Творческое наследие Федотова – шесть томов его сочинений, напечатанных за границей, – проникнуты нескончаемой любовью к Отечеству, России, своему народу. Своеобразна мировоззренческая позиция русского учёного: при полном отрицании коммунистического тоталитаризма он не отказывается от самой социалистической идеи, преобразовав её в идею Нового Града – общества христианского социализма.
Глубокое понимание истории русской и мировой культуры, присущее истинному интеллигенту чувство своей личной сопричастности этой истории – вот тот фундамент, на котором зиждется философия Георгия Федотова. Он несиюминутен, прозорлив в «рисунке» судеб не только России, но и мира. И при этом он талантливо поэтичен в своём восприятии Отечества.
Слов об Отечестве – умных, глубоких, жёстких... разных – сказано в преизбытке. Слов же сокровенных, таких, как у поэта от философии Георгия Федотова, немного: «...Народ, в ужасных и непонятных ему страданиях, потерял память о России – о самом себе... Вот почему мы призываем с напряжённым восторгом вглядываться в лицо России и запечатлевать её черты.
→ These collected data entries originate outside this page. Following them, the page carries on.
use std::collections::BTreeMap;

use csv::StringRecord;

use crate::error::MergeError;
use crate::model::issue::IssueRecord;

/// Canonical columns a mapping can fill. `Source` always comes from the
/// input's label.
pub const MAPPED_COLUMNS: [&str; 7] = [
    "Program",
    "Task_ID",
    "Status",
    "User_Name",
    "Date_Time",
    "Task_Name",
    "Improvement_Type",
];

pub const TRACKER: &str = "tracker";
pub const WORKSHEET: &str = "worksheet";
pub const CANONICAL: &str = "canonical";

/// Canonical column name to source column name, for one kind of input file.
#[derive(Debug, Clone, PartialEq, Eq)]
pub struct ColumnMapping {
    pub name: String,
    pub columns: BTreeMap<String, String>,
}

impl ColumnMapping {
    pub fn new<'a>(name: &str, pairs: impl IntoIterator<Item = (&'a str, &'a str)>) -> Self {
        Self {
            name: name.to_string(),
            columns: pairs
                .into_iter()
                .map(|(canonical, source)| (canonical.to_string(), source.to_string()))
                .collect(),
        }
    }

    /// Resolve the mapping against one file's header row. Header names are
    /// matched exactly.
    pub fn bind(&self, headers: &StringRecord) -> BoundMapping {
        let position = |canonical: &str| {
            let wanted = self.columns.get(canonical)?;
            headers
                .iter()
                .position(|h| h.trim_start_matches('\u{feff}') == wanted)
        };
        BoundMapping {
            indices: MAPPED_COLUMNS.map(position),
        }
    }
}

/// A mapping resolved to column positions of one file.
pub struct BoundMapping {
    indices: [Option<usize>; 7],
}

impl BoundMapping {
    /// Columns the file lacks become empty strings.
    pub fn apply(&self, label: &str, row: &StringRecord) -> IssueRecord {
        let [program, task_id, status, user_name, date_time, task_name, improvement_type] = self
            .indices
            .map(|i| i.and_then(|i| row.get(i)).unwrap_or_default().to_string());
        IssueRecord {
            source: label.to_string(),
            program,
            task_id,
            status,
            user_name,
            date_time,
            task_name,
            improvement_type,
        }
    }

    pub fn missing(&self) -> Vec<&'static str> {
        MAPPED_COLUMNS
            .iter()
            .zip(self.indices)
            .filter(|(_, i)| i.is_none())
            .map(|(c, _)| *c)
            .collect()
    }
}

/// Built-in tables plus any declared in config.
pub struct MappingTables {
    tables: BTreeMap<String, ColumnMapping>,
}

impl MappingTables {
    pub fn builtin() -> Self {
        let tables = [
            ColumnMapping::new(
                TRACKER,
                [
                    ("Program", "Project"),
                    ("Task_ID", "Key"),
                    ("Status", "Status"),
                    ("User_Name", "Assignee"),
                    ("Date_Time", "Created"),
                    ("Task_Name", "Summary"),
                    ("Improvement_Type", "Improvement Type"),
                ],
            ),
            ColumnMapping::new(
                WORKSHEET,
                [
                    ("Program", "program"),
                    ("Task_ID", "task_id"),
                    ("Status", "status_name"),
                    ("User_Name", "user_name"),
                    ("Date_Time", "date_time_req"),
                    ("Task_Name", "task_name"),
                    ("Improvement_Type", "improvement_type"),
                ],
            ),
            ColumnMapping::new(CANONICAL, MAPPED_COLUMNS.map(|c| (c, c))),
        ];
        Self {
            tables: tables.into_iter().map(|t| (t.name.clone(), t)).collect(),
        }
    }

    /// Built-ins overlaid with `extra`; a configured table replaces a
    /// built-in of the same name.
    pub fn with_extra(extra: &BTreeMap<String, BTreeMap<String, String>>) -> Self {
        let mut tables = Self::builtin();
        for (name, columns) in extra {
            tables.tables.insert(
                name.clone(),
                ColumnMapping {
                    name: name.clone(),
                    columns: columns.clone(),
                },
            );
        }
        tables
    }

    pub fn get(&self, name: &str) -> Result<&ColumnMapping, MergeError> {
        self.tables
            .get(name)
            .ok_or_else(|| MergeError::UnknownMapping(name.to_string()))
    }

    /// The first table whose every source column appears in `headers`.
    pub fn detect(&self, headers: &StringRecord) -> Option<&ColumnMapping> {
        self.tables
            .values()
            .find(|t| !t.columns.is_empty() && t.bind(headers).missing().len() == unmapped(t))
    }
}

/// Canonical columns a table leaves out; these stay missing after binding.
fn unmapped(table: &ColumnMapping) -> usize {
    MAPPED_COLUMNS
        .iter()
        .filter(|c| !table.columns.contains_key(**c))
        .count()
}

#[cfg(test)]
mod tests {
    use super::*;

    fn record(fields: &[&str]) -> StringRecord {
        StringRecord::from(fields.to_vec())
    }

    #[test]
    fn tracker_table_maps_store_header() {
        let tables = MappingTables::builtin();
        let headers = record(&[
            "Project", "Key", "Status", "Assignee", "Created", "Summary", "Improvement Type",
        ]);
        let bound = tables.get(TRACKER).unwrap().bind(&headers);
        assert!(bound.missing().is_empty());

        let row = record(&["SUMMIT", "SUM-1", "Open", "Jane", "2024-01-01", "Fix it", "Yield"]);
        let r = bound.apply("jira_issues", &row);
        assert_eq!(r.source, "jira_issues");
        assert_eq!(r.program, "SUMMIT");
        assert_eq!(r.task_id, "SUM-1");
        assert_eq!(r.user_name, "Jane");
        assert_eq!(r.task_name, "Fix it");
        assert_eq!(r.improvement_type, "Yield");
    }

    #[test]
    fn names_are_not_case_folded() {
        let tables = MappingTables::builtin();
        let headers = record(&["program", "task_id"]);
        let bound = tables.get(TRACKER).unwrap().bind(&headers);
        assert_eq!(bound.missing().len(), 7);
    }

    #[test]
    fn absent_columns_are_empty_not_sentinels() {
        let tables = MappingTables::builtin();
        let headers = record(&["program", "task_id", "task_name"]);
        let bound = tables.get(WORKSHEET).unwrap().bind(&headers);
        assert_eq!(
            bound.missing(),
            ["Status", "User_Name", "Date_Time", "Improvement_Type"]
        );

        let r = bound.apply("WW2619", &record(&["WW", "WW-9", "Calibrate"]));
        assert_eq!(r.task_id, "WW-9");
        assert_eq!(r.user_name, "");
        assert_eq!(r.improvement_type, "");
    }

    #[test]
    fn configured_table_overrides_builtin() {
        let mut extra = BTreeMap::new();
        extra.insert(
            WORKSHEET.to_string(),
            BTreeMap::from([("Task_ID".to_string(), "Ticket".to_string())]),
        );
        let tables = MappingTables::with_extra(&extra);
        let mapping = tables.get(WORKSHEET).unwrap();
        assert_eq!(mapping.columns.len(), 1);
        assert_eq!(mapping.columns["Task_ID"], "Ticket");
        assert!(tables.get(TRACKER).is_ok());
    }

    #[test]
    fn detects_table_from_header() {
        let tables = MappingTables::builtin();
        let store = record(&[
            "Project", "Key", "Status", "Assignee", "Created", "Summary", "Improvement Type",
        ]);
        assert_eq!(tables.detect(&store).unwrap().name, TRACKER);

        let ww = record(&[
            "program", "task_id", "status_name", "user_name", "date_time_req", "task_name",
            "improvement_type", "notes",
        ]);
        assert_eq!(tables.detect(&ww).unwrap().name, WORKSHEET);

        assert!(tables.detect(&record(&["Project", "Key", "Status"])).is_none());
    }

    #[test]
    fn unknown_table_is_an_error() {
        let tables = MappingTables::builtin();
        assert!(matches!(
            tables.get("nope"),
            Err(MergeError::UnknownMapping(name)) if name == "nope"
        ));
    }
}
Поведать всем, забывшим о её славе. Влить бодрость в малодушных, память в непомнящих, свет в тёмных».
Лицо России
У всякого народа есть родина, но только у нас – Россия. Недостаточно отвлечённо признать совместимость социализма с любовью к родине. Чтобы быть живой и действенной, любовь должна быть личной. Не «любовь к любви», а любовь к лицу. Любовь, как бы мы ни старались скрыть её имя в холодных понятиях солидарности, чувства общения, социальной связи, – есть начало, скрепляющее всякое общество. Без неё высвобождается хаос противоречивых стремлений групп и личностей; начинается процесс распада. Не механической силе и не проблематическому сознанию общих интересов (общий интерес – всегда софизм) растопить и сплавить в единство формы этническую материю. Государство чудится самым внешним и грубым из человеческих объединений. Но оно может жить лишь ценою общих и вольных жертв, как непрерывное горение костра, поддерживаемое валежником в лесу. Только любовь делает его возможным.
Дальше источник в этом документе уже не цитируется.